- [Instructions to follow]: Which lines in the data below contain the string "WorkoutSet"? Show each one.

[Saved entries]
-------
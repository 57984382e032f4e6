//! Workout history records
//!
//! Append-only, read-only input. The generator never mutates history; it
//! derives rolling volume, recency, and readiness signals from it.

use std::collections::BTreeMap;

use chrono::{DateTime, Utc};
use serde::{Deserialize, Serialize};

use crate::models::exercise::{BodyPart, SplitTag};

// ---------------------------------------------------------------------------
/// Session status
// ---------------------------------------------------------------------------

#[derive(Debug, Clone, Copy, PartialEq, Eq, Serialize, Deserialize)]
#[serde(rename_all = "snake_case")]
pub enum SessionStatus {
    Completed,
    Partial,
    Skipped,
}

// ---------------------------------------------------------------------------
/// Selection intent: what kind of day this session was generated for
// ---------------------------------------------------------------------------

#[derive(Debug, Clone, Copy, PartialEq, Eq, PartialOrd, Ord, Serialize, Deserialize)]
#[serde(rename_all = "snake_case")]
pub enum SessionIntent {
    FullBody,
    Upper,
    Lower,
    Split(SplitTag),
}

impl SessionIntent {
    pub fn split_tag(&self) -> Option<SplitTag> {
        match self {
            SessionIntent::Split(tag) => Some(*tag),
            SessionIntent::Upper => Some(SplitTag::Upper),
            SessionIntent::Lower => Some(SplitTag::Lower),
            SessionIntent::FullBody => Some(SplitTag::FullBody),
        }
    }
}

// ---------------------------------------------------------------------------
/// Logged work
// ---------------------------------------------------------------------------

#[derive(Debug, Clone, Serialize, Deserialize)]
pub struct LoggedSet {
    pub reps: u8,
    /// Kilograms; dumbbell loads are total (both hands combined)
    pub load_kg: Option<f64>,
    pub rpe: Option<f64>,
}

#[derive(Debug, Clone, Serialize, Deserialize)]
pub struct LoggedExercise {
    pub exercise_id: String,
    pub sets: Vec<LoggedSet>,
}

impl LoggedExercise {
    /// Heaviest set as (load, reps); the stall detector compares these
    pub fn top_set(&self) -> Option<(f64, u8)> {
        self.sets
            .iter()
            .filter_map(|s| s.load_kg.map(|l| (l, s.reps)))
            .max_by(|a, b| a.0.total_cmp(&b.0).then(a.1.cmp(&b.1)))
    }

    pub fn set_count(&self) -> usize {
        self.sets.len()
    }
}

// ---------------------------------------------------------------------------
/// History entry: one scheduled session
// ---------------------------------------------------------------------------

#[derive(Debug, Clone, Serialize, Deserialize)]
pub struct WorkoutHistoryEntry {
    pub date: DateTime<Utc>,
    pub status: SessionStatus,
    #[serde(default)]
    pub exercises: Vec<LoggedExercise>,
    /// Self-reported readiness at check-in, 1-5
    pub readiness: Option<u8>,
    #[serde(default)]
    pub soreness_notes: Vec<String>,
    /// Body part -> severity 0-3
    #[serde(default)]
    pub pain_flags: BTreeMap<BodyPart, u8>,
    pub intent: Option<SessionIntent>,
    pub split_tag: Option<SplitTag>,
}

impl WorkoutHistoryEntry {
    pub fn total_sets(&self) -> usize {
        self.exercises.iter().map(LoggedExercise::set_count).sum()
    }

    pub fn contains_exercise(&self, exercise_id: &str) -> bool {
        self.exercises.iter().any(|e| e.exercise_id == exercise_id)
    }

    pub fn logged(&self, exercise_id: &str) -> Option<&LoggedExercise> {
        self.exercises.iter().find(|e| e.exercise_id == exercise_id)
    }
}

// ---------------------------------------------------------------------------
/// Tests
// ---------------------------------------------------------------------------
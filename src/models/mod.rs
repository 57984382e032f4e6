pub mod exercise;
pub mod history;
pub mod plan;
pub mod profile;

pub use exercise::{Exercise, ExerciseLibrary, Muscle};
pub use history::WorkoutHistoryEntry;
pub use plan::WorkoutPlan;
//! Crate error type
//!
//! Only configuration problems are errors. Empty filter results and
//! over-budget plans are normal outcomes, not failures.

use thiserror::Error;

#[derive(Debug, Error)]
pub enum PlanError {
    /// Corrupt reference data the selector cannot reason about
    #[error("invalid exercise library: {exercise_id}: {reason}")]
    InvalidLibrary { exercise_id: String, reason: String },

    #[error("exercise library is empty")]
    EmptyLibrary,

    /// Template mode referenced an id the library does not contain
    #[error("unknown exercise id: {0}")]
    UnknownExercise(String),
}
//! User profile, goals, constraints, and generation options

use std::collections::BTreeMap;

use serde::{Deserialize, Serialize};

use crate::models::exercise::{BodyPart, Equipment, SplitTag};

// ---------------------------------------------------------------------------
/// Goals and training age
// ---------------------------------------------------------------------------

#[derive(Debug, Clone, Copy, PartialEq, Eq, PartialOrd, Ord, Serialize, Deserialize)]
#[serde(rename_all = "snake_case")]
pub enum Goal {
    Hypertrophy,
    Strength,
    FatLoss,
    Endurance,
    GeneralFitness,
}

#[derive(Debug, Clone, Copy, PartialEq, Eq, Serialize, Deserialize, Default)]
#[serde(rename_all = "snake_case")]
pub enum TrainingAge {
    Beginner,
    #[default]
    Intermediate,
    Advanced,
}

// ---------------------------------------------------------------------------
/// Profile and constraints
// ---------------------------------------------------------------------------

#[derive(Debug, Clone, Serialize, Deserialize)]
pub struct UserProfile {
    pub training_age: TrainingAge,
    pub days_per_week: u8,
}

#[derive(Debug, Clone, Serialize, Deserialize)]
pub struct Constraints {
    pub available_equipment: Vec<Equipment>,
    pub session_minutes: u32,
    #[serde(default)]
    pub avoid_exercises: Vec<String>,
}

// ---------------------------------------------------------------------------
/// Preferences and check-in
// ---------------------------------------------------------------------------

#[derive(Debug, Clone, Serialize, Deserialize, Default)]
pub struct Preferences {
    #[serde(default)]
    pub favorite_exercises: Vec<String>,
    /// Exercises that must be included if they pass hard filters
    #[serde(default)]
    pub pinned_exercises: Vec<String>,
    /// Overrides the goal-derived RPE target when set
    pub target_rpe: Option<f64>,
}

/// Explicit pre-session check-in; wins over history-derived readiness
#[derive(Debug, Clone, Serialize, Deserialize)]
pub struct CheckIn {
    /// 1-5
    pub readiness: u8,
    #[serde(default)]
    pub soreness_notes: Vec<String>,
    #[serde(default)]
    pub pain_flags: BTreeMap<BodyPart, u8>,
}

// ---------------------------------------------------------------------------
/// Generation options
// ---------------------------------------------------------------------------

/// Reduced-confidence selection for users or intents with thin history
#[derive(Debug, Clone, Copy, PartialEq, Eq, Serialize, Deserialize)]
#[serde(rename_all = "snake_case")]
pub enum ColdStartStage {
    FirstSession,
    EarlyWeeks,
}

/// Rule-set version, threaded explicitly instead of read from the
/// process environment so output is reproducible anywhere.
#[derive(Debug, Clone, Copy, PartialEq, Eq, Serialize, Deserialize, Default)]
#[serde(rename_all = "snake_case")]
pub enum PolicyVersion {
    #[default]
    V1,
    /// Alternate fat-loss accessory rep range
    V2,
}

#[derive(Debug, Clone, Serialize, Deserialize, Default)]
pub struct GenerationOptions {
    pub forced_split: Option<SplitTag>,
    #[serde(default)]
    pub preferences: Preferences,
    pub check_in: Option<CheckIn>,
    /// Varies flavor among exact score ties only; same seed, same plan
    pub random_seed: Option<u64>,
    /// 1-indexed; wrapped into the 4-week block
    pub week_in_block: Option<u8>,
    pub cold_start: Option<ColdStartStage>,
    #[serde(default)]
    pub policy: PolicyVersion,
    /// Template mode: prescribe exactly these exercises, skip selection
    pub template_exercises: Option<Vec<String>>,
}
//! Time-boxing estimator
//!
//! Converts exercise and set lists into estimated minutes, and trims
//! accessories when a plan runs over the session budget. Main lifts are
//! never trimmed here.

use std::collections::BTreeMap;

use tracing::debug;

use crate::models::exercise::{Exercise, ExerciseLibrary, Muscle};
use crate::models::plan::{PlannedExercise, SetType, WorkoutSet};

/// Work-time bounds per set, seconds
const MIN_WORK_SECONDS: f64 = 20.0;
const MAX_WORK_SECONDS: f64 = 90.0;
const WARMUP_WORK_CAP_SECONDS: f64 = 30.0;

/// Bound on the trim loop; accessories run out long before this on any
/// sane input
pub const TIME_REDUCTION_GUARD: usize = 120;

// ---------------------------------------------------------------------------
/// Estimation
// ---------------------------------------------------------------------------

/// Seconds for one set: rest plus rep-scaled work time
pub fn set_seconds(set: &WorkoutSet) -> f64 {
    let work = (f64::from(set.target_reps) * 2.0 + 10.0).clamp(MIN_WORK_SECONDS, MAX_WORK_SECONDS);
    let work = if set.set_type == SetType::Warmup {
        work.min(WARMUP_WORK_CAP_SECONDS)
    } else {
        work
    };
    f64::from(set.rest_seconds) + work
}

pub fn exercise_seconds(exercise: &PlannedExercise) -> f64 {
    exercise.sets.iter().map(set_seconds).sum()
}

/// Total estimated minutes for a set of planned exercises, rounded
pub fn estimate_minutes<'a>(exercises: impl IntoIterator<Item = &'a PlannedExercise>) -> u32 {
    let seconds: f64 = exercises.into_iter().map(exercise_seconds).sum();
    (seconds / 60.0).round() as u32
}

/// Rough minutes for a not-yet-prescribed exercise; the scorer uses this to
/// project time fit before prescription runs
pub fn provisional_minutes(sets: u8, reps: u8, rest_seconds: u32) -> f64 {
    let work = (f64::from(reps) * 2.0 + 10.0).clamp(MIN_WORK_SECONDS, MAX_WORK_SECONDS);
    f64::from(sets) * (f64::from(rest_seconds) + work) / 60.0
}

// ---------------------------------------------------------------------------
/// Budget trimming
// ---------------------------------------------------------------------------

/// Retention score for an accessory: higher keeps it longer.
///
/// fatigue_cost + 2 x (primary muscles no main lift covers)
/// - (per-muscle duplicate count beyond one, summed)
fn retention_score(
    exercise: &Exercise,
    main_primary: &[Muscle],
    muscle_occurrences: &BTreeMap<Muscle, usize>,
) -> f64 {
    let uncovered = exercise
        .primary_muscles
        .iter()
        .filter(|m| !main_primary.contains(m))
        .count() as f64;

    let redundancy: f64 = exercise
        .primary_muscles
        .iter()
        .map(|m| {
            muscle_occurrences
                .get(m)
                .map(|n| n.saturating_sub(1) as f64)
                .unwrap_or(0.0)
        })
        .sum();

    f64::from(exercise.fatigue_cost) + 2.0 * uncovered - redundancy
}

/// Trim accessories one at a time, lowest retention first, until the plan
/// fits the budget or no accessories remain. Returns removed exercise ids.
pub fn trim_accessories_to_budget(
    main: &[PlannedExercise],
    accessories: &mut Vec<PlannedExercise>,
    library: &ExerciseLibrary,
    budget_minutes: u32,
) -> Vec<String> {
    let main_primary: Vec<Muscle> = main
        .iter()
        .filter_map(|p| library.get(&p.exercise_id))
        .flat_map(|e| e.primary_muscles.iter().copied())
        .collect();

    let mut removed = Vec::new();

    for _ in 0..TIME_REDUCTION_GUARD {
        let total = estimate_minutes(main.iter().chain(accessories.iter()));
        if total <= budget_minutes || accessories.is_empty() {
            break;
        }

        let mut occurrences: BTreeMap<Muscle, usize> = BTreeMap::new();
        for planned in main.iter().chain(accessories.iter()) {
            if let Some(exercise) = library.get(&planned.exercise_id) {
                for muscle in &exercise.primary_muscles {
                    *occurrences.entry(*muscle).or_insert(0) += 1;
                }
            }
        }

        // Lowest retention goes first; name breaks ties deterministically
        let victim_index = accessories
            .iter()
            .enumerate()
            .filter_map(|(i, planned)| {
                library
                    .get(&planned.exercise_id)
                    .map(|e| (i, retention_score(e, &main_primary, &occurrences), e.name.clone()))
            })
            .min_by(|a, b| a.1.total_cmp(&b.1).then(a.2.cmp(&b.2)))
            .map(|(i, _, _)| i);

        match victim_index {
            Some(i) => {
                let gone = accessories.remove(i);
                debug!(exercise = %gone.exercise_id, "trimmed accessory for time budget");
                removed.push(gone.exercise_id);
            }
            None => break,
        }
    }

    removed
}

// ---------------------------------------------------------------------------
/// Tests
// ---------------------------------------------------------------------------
-------
- [Exercise output]:
use crate::models::plan::{PlannedExercise, SetType, WorkoutSet};
pub fn set_seconds(set: &WorkoutSet) -> f64 {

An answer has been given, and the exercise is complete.